**ASSIGNED TASK:**
Search the records for "struct". Copy every line where it appears.

**INFORMATION SHOWN:**
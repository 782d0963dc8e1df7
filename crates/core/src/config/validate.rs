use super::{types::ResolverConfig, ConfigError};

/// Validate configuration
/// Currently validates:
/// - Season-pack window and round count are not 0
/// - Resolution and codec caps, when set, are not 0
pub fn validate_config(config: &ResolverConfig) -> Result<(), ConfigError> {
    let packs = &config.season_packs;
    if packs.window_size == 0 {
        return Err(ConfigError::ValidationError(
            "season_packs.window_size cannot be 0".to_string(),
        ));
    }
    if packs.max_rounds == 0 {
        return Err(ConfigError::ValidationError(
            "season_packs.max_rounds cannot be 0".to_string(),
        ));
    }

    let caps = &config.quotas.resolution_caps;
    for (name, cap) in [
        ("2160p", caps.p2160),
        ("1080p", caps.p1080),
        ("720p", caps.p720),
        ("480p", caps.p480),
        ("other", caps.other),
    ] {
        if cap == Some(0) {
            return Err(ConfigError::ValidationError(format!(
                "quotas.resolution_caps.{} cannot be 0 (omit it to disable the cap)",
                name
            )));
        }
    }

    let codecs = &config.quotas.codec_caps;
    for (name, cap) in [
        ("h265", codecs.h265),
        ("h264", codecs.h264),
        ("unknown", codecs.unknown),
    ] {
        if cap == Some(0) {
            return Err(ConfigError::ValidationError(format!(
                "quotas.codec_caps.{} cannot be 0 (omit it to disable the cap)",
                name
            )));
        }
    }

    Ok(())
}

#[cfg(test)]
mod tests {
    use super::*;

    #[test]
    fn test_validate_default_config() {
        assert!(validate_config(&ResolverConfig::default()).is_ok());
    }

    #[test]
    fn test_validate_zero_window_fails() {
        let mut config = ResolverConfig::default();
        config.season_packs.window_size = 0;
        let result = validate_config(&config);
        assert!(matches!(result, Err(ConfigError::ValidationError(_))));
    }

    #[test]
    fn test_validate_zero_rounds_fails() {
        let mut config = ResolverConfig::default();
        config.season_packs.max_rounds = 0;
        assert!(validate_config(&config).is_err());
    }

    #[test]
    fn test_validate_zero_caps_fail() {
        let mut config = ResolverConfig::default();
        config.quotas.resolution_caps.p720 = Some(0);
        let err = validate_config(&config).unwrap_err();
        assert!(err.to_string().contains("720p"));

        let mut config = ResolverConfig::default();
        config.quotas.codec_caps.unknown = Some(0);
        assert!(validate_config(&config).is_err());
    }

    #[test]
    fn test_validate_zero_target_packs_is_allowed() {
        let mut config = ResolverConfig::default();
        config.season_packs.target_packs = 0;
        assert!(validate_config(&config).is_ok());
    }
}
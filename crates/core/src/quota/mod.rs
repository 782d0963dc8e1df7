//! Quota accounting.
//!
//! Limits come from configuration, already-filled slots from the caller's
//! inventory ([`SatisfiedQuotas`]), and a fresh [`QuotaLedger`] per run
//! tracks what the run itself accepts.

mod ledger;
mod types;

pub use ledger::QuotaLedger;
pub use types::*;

* * *

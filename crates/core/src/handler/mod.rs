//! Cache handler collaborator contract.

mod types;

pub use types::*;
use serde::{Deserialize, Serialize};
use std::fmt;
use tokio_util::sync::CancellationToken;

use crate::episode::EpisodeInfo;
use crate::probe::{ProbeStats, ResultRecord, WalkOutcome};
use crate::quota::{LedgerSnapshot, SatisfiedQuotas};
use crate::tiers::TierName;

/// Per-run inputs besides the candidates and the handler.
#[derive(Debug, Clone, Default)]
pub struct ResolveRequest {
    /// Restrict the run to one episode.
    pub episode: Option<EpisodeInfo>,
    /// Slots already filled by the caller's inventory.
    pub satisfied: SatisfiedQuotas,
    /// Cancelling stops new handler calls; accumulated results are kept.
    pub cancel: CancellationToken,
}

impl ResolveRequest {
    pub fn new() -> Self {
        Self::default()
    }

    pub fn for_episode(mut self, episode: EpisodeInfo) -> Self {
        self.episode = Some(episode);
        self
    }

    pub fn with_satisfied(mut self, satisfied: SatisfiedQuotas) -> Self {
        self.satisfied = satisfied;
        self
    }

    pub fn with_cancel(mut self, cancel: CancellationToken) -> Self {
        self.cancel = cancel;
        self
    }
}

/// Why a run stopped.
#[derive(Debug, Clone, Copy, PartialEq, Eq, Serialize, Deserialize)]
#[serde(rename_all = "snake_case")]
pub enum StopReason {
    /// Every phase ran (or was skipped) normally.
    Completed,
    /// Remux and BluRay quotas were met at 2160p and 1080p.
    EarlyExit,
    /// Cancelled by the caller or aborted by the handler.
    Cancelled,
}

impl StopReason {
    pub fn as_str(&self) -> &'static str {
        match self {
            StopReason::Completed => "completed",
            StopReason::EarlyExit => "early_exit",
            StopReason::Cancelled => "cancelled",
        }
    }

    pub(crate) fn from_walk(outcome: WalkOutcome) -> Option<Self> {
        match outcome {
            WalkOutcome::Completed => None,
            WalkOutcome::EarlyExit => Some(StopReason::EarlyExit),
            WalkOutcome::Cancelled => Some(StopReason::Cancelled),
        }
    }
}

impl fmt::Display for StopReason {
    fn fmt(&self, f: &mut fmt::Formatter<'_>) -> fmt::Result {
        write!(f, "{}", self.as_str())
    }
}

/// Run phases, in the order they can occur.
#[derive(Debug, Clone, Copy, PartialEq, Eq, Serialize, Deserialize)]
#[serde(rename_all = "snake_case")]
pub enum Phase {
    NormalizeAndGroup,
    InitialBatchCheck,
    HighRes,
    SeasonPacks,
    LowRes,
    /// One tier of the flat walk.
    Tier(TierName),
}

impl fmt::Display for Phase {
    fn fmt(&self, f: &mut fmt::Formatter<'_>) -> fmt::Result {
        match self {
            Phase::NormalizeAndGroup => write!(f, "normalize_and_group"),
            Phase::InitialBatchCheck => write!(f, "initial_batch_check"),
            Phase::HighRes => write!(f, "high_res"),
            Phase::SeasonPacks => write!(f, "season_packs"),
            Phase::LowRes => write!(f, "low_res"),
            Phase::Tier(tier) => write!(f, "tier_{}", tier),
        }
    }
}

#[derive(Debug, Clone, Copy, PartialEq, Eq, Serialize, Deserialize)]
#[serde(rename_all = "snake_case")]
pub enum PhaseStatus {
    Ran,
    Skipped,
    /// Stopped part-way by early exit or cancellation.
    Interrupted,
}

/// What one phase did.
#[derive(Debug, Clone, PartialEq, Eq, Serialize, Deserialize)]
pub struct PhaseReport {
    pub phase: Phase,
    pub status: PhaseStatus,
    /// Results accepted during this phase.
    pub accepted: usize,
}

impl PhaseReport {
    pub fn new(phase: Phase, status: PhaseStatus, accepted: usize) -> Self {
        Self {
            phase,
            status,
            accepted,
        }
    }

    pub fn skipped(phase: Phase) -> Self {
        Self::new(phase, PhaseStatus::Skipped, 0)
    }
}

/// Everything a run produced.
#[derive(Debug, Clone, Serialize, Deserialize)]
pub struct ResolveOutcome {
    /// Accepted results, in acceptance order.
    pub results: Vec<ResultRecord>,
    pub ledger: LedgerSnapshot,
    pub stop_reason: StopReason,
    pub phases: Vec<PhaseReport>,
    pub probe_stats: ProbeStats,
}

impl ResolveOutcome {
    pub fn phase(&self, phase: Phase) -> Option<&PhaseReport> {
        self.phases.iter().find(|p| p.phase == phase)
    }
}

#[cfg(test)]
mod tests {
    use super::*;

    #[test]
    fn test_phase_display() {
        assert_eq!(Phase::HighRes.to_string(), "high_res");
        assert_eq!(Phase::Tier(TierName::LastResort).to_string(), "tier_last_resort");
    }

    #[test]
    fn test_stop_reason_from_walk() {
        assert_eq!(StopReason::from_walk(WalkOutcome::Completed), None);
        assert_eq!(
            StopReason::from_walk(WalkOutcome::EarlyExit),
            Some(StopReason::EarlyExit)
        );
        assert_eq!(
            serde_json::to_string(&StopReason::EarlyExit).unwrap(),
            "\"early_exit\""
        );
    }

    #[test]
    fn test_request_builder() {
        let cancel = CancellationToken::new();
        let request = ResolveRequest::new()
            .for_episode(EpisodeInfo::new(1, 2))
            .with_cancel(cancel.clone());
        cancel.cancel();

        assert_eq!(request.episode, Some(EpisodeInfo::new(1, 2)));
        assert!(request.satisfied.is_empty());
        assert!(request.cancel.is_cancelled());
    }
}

**OUTPUT OF THE TASK:**
pub struct ResolveRequest {
pub struct PhaseReport {
pub struct ResolveOutcome {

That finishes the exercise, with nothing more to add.